Lines outside the range are not wanted. Give again exactly the lines between the line holding "filename crates/storefront/src/error.rs" and the line holding "route handlers return", inclusive, from the listing below.

--- SUPPLIED DATA Enclosed Below ---

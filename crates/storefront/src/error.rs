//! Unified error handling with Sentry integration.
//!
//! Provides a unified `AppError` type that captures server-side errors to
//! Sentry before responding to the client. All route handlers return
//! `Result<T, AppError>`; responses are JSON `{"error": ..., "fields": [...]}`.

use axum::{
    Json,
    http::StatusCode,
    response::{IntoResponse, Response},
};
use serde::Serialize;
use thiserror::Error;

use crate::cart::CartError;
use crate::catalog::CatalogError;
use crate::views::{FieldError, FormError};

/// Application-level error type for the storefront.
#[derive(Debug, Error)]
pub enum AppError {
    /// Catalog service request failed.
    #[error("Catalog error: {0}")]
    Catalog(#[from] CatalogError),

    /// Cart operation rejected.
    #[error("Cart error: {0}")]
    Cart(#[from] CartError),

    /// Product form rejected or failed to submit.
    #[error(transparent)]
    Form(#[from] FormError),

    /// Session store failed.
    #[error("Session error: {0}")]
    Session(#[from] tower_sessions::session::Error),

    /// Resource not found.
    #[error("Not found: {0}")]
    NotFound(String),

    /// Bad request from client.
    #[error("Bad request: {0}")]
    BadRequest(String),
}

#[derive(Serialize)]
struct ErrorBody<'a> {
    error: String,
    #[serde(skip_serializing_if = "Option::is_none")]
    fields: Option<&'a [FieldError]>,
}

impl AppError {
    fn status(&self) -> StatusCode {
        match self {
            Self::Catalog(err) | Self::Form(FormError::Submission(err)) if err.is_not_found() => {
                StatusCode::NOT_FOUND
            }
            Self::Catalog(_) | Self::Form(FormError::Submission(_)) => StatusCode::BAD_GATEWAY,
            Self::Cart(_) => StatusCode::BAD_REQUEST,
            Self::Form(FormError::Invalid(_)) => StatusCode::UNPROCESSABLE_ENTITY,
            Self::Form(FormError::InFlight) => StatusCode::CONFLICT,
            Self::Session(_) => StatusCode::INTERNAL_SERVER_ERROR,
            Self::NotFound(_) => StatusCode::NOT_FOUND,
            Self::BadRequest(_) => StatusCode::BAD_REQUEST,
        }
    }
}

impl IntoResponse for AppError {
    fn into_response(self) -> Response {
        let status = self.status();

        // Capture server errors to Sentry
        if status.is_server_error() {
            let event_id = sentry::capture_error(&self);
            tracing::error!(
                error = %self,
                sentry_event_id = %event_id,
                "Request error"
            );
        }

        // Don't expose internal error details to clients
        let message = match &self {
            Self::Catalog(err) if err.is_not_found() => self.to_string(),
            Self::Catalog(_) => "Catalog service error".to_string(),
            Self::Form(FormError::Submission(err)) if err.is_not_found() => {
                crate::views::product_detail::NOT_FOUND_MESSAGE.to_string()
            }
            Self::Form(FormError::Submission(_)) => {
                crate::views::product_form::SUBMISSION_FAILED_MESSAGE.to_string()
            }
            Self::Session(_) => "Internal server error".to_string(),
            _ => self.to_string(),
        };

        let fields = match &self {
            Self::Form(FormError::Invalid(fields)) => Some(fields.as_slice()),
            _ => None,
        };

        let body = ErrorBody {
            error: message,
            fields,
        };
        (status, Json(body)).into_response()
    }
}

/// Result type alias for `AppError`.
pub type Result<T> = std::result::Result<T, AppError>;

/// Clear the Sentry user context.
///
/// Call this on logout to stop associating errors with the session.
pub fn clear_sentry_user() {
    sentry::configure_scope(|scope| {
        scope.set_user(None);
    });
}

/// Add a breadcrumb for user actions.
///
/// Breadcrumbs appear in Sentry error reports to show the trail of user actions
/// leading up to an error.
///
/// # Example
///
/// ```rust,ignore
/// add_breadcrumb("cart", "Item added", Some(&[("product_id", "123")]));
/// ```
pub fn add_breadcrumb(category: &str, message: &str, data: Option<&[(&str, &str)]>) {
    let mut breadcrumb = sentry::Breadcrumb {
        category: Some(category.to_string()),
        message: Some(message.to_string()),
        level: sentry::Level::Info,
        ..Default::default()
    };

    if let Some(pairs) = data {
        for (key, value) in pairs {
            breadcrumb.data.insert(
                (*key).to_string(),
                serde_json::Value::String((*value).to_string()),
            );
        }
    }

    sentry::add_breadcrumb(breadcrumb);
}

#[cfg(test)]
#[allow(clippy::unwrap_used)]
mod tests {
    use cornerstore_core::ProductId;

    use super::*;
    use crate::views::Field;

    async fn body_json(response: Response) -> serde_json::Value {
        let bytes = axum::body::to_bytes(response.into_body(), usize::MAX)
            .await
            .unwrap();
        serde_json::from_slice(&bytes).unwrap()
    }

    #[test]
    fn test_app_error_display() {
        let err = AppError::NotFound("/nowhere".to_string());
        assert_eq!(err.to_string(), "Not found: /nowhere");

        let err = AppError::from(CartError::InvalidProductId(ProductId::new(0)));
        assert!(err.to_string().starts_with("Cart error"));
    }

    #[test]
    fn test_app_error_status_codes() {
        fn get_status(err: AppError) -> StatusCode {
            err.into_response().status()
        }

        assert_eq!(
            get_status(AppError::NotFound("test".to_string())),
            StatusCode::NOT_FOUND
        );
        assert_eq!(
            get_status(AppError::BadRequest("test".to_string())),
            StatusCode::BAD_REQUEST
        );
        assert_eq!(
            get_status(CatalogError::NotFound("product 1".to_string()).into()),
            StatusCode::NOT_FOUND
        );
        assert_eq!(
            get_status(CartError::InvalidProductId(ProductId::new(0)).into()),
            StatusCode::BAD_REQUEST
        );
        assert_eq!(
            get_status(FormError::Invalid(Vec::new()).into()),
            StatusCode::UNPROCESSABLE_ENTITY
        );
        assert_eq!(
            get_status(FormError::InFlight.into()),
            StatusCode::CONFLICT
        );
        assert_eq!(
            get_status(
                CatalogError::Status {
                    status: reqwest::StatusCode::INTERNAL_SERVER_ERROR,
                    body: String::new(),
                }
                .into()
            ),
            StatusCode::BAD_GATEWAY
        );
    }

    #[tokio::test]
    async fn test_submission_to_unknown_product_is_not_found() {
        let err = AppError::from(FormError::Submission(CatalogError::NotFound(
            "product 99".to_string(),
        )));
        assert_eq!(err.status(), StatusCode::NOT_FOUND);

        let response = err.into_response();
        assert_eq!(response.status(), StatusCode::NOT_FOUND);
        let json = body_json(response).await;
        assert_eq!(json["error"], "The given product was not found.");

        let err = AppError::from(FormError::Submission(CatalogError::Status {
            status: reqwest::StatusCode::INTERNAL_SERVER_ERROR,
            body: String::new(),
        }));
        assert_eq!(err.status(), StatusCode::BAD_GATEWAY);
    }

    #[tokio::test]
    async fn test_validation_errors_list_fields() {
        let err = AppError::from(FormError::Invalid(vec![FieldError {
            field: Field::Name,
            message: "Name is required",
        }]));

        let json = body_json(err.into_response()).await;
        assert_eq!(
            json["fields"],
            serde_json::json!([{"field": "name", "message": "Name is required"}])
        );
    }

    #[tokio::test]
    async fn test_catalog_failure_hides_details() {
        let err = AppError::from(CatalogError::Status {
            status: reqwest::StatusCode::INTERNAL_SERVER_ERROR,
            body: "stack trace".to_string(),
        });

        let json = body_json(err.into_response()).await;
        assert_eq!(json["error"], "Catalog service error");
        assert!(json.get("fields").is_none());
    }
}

--- End of Enclosed SUPPLIED DATA ---
--- SUPPLIED DATA Enclosed Below ---

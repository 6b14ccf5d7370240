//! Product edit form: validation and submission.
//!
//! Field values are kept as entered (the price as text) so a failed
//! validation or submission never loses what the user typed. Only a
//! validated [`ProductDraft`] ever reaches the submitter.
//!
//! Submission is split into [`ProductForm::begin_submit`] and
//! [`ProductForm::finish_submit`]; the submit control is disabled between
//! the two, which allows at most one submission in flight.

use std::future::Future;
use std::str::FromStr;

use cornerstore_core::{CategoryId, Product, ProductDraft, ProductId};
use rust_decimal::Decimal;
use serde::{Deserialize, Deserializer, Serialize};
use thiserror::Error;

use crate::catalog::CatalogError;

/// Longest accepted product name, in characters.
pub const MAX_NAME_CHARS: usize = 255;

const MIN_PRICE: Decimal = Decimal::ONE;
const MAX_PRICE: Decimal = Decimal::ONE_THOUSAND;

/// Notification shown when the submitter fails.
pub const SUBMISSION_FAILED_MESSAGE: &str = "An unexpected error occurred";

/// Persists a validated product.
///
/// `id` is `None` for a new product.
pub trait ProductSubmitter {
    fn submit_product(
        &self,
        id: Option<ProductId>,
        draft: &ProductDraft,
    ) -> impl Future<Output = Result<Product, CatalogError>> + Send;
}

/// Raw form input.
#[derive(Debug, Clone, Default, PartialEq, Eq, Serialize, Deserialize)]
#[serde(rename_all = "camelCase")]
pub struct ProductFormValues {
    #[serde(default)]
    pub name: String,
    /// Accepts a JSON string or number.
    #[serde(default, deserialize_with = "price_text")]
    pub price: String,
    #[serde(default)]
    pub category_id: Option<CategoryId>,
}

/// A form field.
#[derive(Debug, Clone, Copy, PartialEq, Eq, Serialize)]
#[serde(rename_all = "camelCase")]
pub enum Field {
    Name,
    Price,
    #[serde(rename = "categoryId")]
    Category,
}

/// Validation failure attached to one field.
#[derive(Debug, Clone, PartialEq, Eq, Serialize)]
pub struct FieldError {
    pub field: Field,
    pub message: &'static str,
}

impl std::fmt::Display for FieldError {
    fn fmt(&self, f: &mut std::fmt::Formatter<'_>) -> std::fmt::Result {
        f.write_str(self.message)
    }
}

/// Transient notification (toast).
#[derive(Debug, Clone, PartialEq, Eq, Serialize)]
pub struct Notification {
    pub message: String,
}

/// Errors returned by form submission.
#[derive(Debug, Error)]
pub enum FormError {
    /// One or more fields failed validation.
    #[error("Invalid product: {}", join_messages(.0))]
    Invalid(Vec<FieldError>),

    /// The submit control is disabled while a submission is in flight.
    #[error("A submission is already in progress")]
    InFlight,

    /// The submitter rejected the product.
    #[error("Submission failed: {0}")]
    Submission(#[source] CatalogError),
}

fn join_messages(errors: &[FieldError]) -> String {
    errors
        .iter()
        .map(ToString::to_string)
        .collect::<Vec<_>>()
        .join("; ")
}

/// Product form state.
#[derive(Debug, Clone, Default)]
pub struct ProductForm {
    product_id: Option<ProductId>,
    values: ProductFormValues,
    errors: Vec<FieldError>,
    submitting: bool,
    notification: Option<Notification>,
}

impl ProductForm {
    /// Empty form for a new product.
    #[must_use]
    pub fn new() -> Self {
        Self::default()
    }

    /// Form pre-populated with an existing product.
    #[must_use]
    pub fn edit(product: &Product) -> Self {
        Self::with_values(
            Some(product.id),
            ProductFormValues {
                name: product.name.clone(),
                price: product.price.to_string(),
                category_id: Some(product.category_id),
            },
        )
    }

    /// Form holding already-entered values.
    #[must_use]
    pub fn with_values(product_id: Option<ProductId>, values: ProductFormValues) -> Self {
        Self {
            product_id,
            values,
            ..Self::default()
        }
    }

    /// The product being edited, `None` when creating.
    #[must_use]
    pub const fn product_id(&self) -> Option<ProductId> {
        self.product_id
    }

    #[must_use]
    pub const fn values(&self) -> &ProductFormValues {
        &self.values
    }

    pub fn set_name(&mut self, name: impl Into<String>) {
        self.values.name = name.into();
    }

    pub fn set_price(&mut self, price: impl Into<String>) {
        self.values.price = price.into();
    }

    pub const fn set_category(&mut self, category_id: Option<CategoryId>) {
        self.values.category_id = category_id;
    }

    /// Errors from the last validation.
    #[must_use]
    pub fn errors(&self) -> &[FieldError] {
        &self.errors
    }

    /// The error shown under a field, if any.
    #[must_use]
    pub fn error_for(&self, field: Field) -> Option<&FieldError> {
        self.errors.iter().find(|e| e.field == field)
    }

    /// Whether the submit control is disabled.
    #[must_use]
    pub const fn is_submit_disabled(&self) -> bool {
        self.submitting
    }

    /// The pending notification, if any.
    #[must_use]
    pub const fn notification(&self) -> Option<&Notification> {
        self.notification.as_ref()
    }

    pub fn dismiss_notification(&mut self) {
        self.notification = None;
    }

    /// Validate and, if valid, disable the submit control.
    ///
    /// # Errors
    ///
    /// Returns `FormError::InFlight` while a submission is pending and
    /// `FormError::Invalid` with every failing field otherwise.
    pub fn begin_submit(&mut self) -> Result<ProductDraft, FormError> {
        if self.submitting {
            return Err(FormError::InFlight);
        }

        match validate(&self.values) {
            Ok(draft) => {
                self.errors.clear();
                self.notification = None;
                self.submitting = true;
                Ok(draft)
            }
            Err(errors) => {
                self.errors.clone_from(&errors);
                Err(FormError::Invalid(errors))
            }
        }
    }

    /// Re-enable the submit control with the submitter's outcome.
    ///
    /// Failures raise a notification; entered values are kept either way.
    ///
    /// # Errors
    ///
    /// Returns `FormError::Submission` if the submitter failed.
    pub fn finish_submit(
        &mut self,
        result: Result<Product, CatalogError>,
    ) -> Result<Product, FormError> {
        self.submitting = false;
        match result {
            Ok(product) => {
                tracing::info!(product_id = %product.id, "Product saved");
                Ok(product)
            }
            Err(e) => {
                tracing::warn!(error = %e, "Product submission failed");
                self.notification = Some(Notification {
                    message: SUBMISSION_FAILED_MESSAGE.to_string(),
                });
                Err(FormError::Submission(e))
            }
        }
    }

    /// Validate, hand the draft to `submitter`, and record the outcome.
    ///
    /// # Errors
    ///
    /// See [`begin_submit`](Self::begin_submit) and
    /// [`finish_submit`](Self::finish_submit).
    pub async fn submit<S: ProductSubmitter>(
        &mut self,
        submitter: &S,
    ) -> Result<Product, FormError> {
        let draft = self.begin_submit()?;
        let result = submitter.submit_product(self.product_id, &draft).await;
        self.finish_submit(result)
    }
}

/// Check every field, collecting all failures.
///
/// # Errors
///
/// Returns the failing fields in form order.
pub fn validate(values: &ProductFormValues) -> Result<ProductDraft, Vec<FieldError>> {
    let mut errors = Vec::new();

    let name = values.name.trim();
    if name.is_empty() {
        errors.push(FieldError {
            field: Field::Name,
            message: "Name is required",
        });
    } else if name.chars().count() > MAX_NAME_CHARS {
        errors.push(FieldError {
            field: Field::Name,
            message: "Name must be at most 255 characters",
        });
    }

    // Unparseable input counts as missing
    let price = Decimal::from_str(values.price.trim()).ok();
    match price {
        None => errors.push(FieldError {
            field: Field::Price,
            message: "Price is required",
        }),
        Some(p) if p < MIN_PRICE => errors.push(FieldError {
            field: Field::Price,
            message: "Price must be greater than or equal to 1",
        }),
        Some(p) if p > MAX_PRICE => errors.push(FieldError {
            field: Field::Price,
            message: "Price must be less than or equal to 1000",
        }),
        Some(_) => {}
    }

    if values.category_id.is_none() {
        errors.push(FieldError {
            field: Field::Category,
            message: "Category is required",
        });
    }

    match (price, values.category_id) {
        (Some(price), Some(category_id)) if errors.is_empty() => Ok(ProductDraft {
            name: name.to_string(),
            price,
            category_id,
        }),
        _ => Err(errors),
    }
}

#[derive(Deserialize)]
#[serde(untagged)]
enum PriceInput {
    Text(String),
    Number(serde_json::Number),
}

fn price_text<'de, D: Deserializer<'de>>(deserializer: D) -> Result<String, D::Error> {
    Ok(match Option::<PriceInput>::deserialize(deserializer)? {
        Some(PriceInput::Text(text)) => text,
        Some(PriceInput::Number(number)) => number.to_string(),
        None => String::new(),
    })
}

--- End of Enclosed SUPPLIED DATA ---

SOLVED EXERCISE:
filename crates/storefront/src/error.rs
//! Unified error handling with Sentry integration.
//!
//! Provides a unified `AppError` type that captures server-side errors to
//! Sentry before responding to the client. All route handlers return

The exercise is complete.